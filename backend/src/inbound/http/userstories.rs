//! User stories API handlers.
//!
//! ```text
//! GET|POST             /api/v1/userstories
//! GET                  /api/v1/userstories/by_ref?project=1&ref=3
//! POST                 /api/v1/userstories/bulk_create
//! POST                 /api/v1/userstories/bulk_update_{backlog|sprint|kanban}_order
//! GET|PUT|PATCH|DELETE /api/v1/userstories/{id}
//! ```
//!
//! Updates are version checked: the body must carry the `version` the client
//! last saw, plus an optional `comment` recorded in the history entry.

use actix_web::{HttpResponse, delete, get, patch, post, put, web};
use serde::{Deserialize, Serialize};
use serde_json::{Map, Value};
use utoipa::{IntoParams, ToSchema};

use crate::domain::{
    BulkCreateUserStories, CreateUserStory, Error, IssueId, MilestoneId, OrderField, ProjectId,
    Requester, StatusId, UserStory, UserStoryChanges, UserStoryFilter, UserStoryId,
};
use crate::inbound::http::ApiResult;
use crate::inbound::http::schemas::UserStoryBody;
use crate::inbound::http::state::HttpState;
use crate::inbound::http::validation::{Patch, parse_flag};

/// Filters for `GET /userstories`.
#[derive(Debug, Default, Deserialize, IntoParams)]
pub struct UserStoriesQuery {
    pub project: Option<i64>,
    pub status: Option<i64>,
    pub milestone: Option<i64>,
    /// `true` lists the backlog: stories outside any milestone.
    #[serde(rename = "milestone__isnull")]
    #[param(rename = "milestone__isnull")]
    pub milestone_is_null: Option<String>,
    /// `0`, `1`, `true` or `false`.
    pub is_archived: Option<String>,
    /// Case-insensitive substring of the subject.
    pub subject: Option<String>,
    /// A number matches `ref`; words must all appear in the subject.
    pub q: Option<String>,
}

impl UserStoriesQuery {
    fn into_filter(self) -> Result<UserStoryFilter, Error> {
        let is_archived = self
            .is_archived
            .as_deref()
            .map(|raw| parse_flag("is_archived", raw))
            .transpose()?;
        let milestone_is_null = self
            .milestone_is_null
            .as_deref()
            .map(|raw| parse_flag("milestone__isnull", raw))
            .transpose()?;
        Ok(UserStoryFilter {
            project: self.project.map(ProjectId::new),
            status: self.status.map(StatusId::new),
            milestone: self.milestone.map(MilestoneId::new),
            milestone_is_null,
            is_archived,
            subject: self.subject,
            q: self.q,
        })
    }
}

#[derive(Debug, Deserialize, IntoParams)]
pub struct ByRefQuery {
    pub project: i64,
    #[serde(rename = "ref")]
    #[param(rename = "ref")]
    pub reference: i64,
}

/// Body for `POST /userstories`.
#[derive(Debug, Deserialize, Serialize, ToSchema)]
pub struct CreateUserStoryBody {
    pub project: i64,
    #[schema(example = "As a user I want to log in")]
    pub subject: String,
    #[serde(default)]
    pub description: String,
    /// Defaults to the project's default user-story status.
    #[serde(default)]
    pub status: Option<i64>,
    /// Sprint to plan the story into; absent keeps it in the backlog.
    #[serde(default)]
    pub milestone: Option<i64>,
    #[serde(default)]
    pub tags: Vec<String>,
    #[serde(default)]
    pub is_archived: bool,
    #[serde(default)]
    pub backlog_order: Option<i64>,
    #[serde(default)]
    pub sprint_order: Option<i64>,
    #[serde(default)]
    pub kanban_order: Option<i64>,
    #[serde(default)]
    pub generated_from_issue: Option<i64>,
}

impl From<CreateUserStoryBody> for CreateUserStory {
    fn from(body: CreateUserStoryBody) -> Self {
        Self {
            project: ProjectId::new(body.project),
            subject: body.subject,
            description: body.description,
            status: body.status.map(StatusId::new),
            milestone: body.milestone.map(MilestoneId::new),
            tags: body.tags,
            is_archived: body.is_archived,
            backlog_order: body.backlog_order,
            sprint_order: body.sprint_order,
            kanban_order: body.kanban_order,
            generated_from_issue: body.generated_from_issue.map(IssueId::new),
        }
    }
}

/// Body for `PUT`/`PATCH /userstories/{id}`. Absent fields stay untouched.
///
/// `version` stays raw so a missing or malformed value reaches the version
/// check instead of failing deserialisation.
#[derive(Debug, Default, Deserialize, Serialize, ToSchema)]
pub struct UserStoryPatchBody {
    /// Version the change is based on.
    #[serde(default)]
    #[schema(value_type = i64, example = 1)]
    pub version: Option<Value>,
    /// Recorded in the history entry of the change.
    #[serde(default)]
    pub comment: Option<String>,
    #[serde(default)]
    pub subject: Option<String>,
    #[serde(default)]
    pub description: Option<String>,
    #[serde(default)]
    pub status: Option<i64>,
    /// `null` moves the story and its tasks back to the backlog.
    #[serde(default)]
    pub milestone: Option<i64>,
    #[serde(default)]
    pub tags: Option<Vec<String>>,
    #[serde(default)]
    pub is_archived: Option<bool>,
    #[serde(default)]
    pub backlog_order: Option<i64>,
    #[serde(default)]
    pub sprint_order: Option<i64>,
    #[serde(default)]
    pub kanban_order: Option<i64>,
}

impl From<Patch<UserStoryPatchBody>> for UserStoryChanges {
    fn from(patch: Patch<UserStoryPatchBody>) -> Self {
        let Patch {
            fields,
            version,
            body,
        } = patch;
        Self {
            version,
            fields,
            subject: body.subject,
            description: body.description,
            status: body.status.map(StatusId::new),
            milestone: body.milestone.map(MilestoneId::new),
            tags: body.tags,
            is_archived: body.is_archived,
            backlog_order: body.backlog_order,
            sprint_order: body.sprint_order,
            kanban_order: body.kanban_order,
            comment: body.comment.unwrap_or_default(),
        }
    }
}

/// Body for `POST /userstories/bulk_create`: one story per non-blank line.
#[derive(Debug, Deserialize, Serialize, ToSchema)]
pub struct BulkCreateUserStoriesBody {
    pub project_id: i64,
    #[serde(default)]
    pub status_id: Option<i64>,
    #[schema(example = "Story #1\nStory #2")]
    pub bulk_stories: String,
}

#[derive(Debug, Deserialize, Serialize, ToSchema)]
pub struct StoryOrderBody {
    pub us_id: i64,
    pub order: i64,
}

/// Body for `POST /userstories/bulk_update_{field}_order`.
#[derive(Debug, Deserialize, Serialize, ToSchema)]
pub struct BulkStoryOrderBody {
    pub project_id: i64,
    pub bulk_stories: Vec<StoryOrderBody>,
}

fn order_field(raw: &str) -> Result<OrderField, Error> {
    match raw {
        "backlog" => Ok(OrderField::Backlog),
        "sprint" => Ok(OrderField::Sprint),
        "kanban" => Ok(OrderField::Kanban),
        _ => Err(Error::not_found("Not found")),
    }
}

fn story_bodies(stories: &[UserStory]) -> Vec<UserStoryBody> {
    stories.iter().map(UserStoryBody::from).collect()
}

/// User stories the requester may view.
#[utoipa::path(
    get,
    path = "/api/v1/userstories",
    params(UserStoriesQuery),
    responses(
        (status = 200, description = "Visible user stories", body = [UserStoryBody]),
        (status = 400, description = "Invalid filter", body = Error)
    ),
    tags = ["userstories"],
    operation_id = "listUserStories"
)]
#[get("/userstories")]
pub async fn list_user_stories(
    state: web::Data<HttpState>,
    requester: Requester,
    query: web::Query<UserStoriesQuery>,
) -> ApiResult<web::Json<Vec<UserStoryBody>>> {
    let filter = query.into_inner().into_filter()?;
    let stories = state.services.user_stories.list(&requester, &filter).await?;
    Ok(web::Json(story_bodies(&stories)))
}

/// Create a user story.
#[utoipa::path(
    post,
    path = "/api/v1/userstories",
    request_body = CreateUserStoryBody,
    responses(
        (status = 201, description = "User story created", body = UserStoryBody),
        (status = 400, description = "Invalid user story", body = Error),
        (status = 401, description = "Unauthorised", body = Error),
        (status = 403, description = "Forbidden", body = Error)
    ),
    tags = ["userstories"],
    operation_id = "createUserStory"
)]
#[post("/userstories")]
pub async fn create_user_story(
    state: web::Data<HttpState>,
    requester: Requester,
    payload: web::Json<CreateUserStoryBody>,
) -> ApiResult<HttpResponse> {
    let story = state
        .services
        .user_stories
        .create(&requester, payload.into_inner().into())
        .await?;
    Ok(HttpResponse::Created().json(UserStoryBody::from(&story)))
}

/// Fetch a story by project and reference.
#[utoipa::path(
    get,
    path = "/api/v1/userstories/by_ref",
    params(ByRefQuery),
    responses(
        (status = 200, description = "User story", body = UserStoryBody),
        (status = 404, description = "Unknown reference", body = Error)
    ),
    tags = ["userstories"],
    operation_id = "userStoryByRef"
)]
#[get("/userstories/by_ref")]
pub async fn user_story_by_ref(
    state: web::Data<HttpState>,
    requester: Requester,
    query: web::Query<ByRefQuery>,
) -> ApiResult<web::Json<UserStoryBody>> {
    let story = state
        .services
        .user_stories
        .by_ref(&requester, ProjectId::new(query.project), query.reference)
        .await?;
    Ok(web::Json(UserStoryBody::from(&story)))
}

/// Create one story per non-blank line.
#[utoipa::path(
    post,
    path = "/api/v1/userstories/bulk_create",
    request_body = BulkCreateUserStoriesBody,
    responses(
        (status = 200, description = "Created user stories", body = [UserStoryBody]),
        (status = 401, description = "Unauthorised", body = Error),
        (status = 403, description = "Forbidden", body = Error)
    ),
    tags = ["userstories"],
    operation_id = "bulkCreateUserStories"
)]
#[post("/userstories/bulk_create")]
pub async fn bulk_create_user_stories(
    state: web::Data<HttpState>,
    requester: Requester,
    payload: web::Json<BulkCreateUserStoriesBody>,
) -> ApiResult<web::Json<Vec<UserStoryBody>>> {
    let BulkCreateUserStoriesBody {
        project_id,
        status_id,
        bulk_stories,
    } = payload.into_inner();
    let stories = state
        .services
        .user_stories
        .bulk_create(
            &requester,
            BulkCreateUserStories {
                project: ProjectId::new(project_id),
                status: status_id.map(StatusId::new),
                bulk_stories,
            },
        )
        .await?;
    Ok(web::Json(story_bodies(&stories)))
}

/// Set one board order for several stories; history entries stay hidden.
#[utoipa::path(
    post,
    path = "/api/v1/userstories/bulk_update_{field}_order",
    params(("field" = String, Path, description = "`backlog`, `sprint` or `kanban`")),
    request_body = BulkStoryOrderBody,
    responses(
        (status = 204, description = "Stories reordered"),
        (status = 403, description = "Forbidden", body = Error),
        (status = 404, description = "Unknown project", body = Error)
    ),
    tags = ["userstories"],
    operation_id = "bulkUpdateUserStoryOrder"
)]
#[post("/userstories/bulk_update_{field}_order")]
pub async fn bulk_update_user_story_order(
    state: web::Data<HttpState>,
    requester: Requester,
    path: web::Path<String>,
    payload: web::Json<BulkStoryOrderBody>,
) -> ApiResult<HttpResponse> {
    let field = order_field(&path)?;
    let BulkStoryOrderBody {
        project_id,
        bulk_stories,
    } = payload.into_inner();
    let orders: Vec<(UserStoryId, i64)> = bulk_stories
        .into_iter()
        .map(|entry| (UserStoryId::new(entry.us_id), entry.order))
        .collect();
    state
        .services
        .user_stories
        .bulk_update_order(&requester, ProjectId::new(project_id), field, &orders)
        .await?;
    Ok(HttpResponse::NoContent().finish())
}

#[utoipa::path(
    get,
    path = "/api/v1/userstories/{id}",
    params(("id" = i64, Path, description = "User story id")),
    responses(
        (status = 200, description = "User story", body = UserStoryBody),
        (status = 401, description = "Unauthorised", body = Error),
        (status = 403, description = "Forbidden", body = Error),
        (status = 404, description = "Unknown user story", body = Error)
    ),
    tags = ["userstories"],
    operation_id = "getUserStory"
)]
#[get("/userstories/{id}")]
pub async fn get_user_story(
    state: web::Data<HttpState>,
    requester: Requester,
    path: web::Path<i64>,
) -> ApiResult<web::Json<UserStoryBody>> {
    let story = state
        .services
        .user_stories
        .retrieve(&requester, UserStoryId::new(path.into_inner()))
        .await?;
    Ok(web::Json(UserStoryBody::from(&story)))
}

async fn apply_changes(
    state: &HttpState,
    requester: &Requester,
    id: i64,
    object: Map<String, Value>,
) -> ApiResult<web::Json<UserStoryBody>> {
    let changes = UserStoryChanges::from(Patch::<UserStoryPatchBody>::parse(object)?);
    let story = state
        .services
        .user_stories
        .update(requester, UserStoryId::new(id), changes)
        .await?;
    Ok(web::Json(UserStoryBody::from(&story)))
}

/// Replace story fields. Same semantics as `PATCH`.
#[utoipa::path(
    put,
    path = "/api/v1/userstories/{id}",
    params(("id" = i64, Path, description = "User story id")),
    request_body = UserStoryPatchBody,
    responses(
        (status = 200, description = "Updated user story", body = UserStoryBody),
        (status = 400, description = "Invalid version or field", body = Error),
        (status = 409, description = "Version conflict", body = Error)
    ),
    tags = ["userstories"],
    operation_id = "replaceUserStory"
)]
#[put("/userstories/{id}")]
pub async fn replace_user_story(
    state: web::Data<HttpState>,
    requester: Requester,
    path: web::Path<i64>,
    payload: web::Json<Map<String, Value>>,
) -> ApiResult<web::Json<UserStoryBody>> {
    apply_changes(&state, &requester, path.into_inner(), payload.into_inner()).await
}

/// Update a story. The body must carry the current `version`.
#[utoipa::path(
    patch,
    path = "/api/v1/userstories/{id}",
    params(("id" = i64, Path, description = "User story id")),
    request_body = UserStoryPatchBody,
    responses(
        (status = 200, description = "Updated user story", body = UserStoryBody),
        (status = 400, description = "Invalid version or field", body = Error),
        (status = 409, description = "Version conflict", body = Error)
    ),
    tags = ["userstories"],
    operation_id = "updateUserStory"
)]
#[patch("/userstories/{id}")]
pub async fn update_user_story(
    state: web::Data<HttpState>,
    requester: Requester,
    path: web::Path<i64>,
    payload: web::Json<Map<String, Value>>,
) -> ApiResult<web::Json<UserStoryBody>> {
    apply_changes(&state, &requester, path.into_inner(), payload.into_inner()).await
}

/// Delete a story.
#[utoipa::path(
    delete,
    path = "/api/v1/userstories/{id}",
    params(("id" = i64, Path, description = "User story id")),
    responses(
        (status = 204, description = "User story deleted"),
        (status = 403, description = "Forbidden", body = Error),
        (status = 404, description = "Unknown user story", body = Error)
    ),
    tags = ["userstories"],
    operation_id = "deleteUserStory"
)]
#[delete("/userstories/{id}")]
pub async fn delete_user_story(
    state: web::Data<HttpState>,
    requester: Requester,
    path: web::Path<i64>,
) -> ApiResult<HttpResponse> {
    state
        .services
        .user_stories
        .destroy(&requester, UserStoryId::new(path.into_inner()))
        .await?;
    Ok(HttpResponse::NoContent().finish())
}

#[cfg(test)]
#[path = "userstories_tests.rs"]
mod tests;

※ ※ ※

■ **Problem**:
Check each line of the data above, and please copy the ones in which the string "true" occurs.

■ **Result of this task**:
    /// `true` lists the backlog: stories outside any milestone.
    /// `0`, `1`, `true` or `false`.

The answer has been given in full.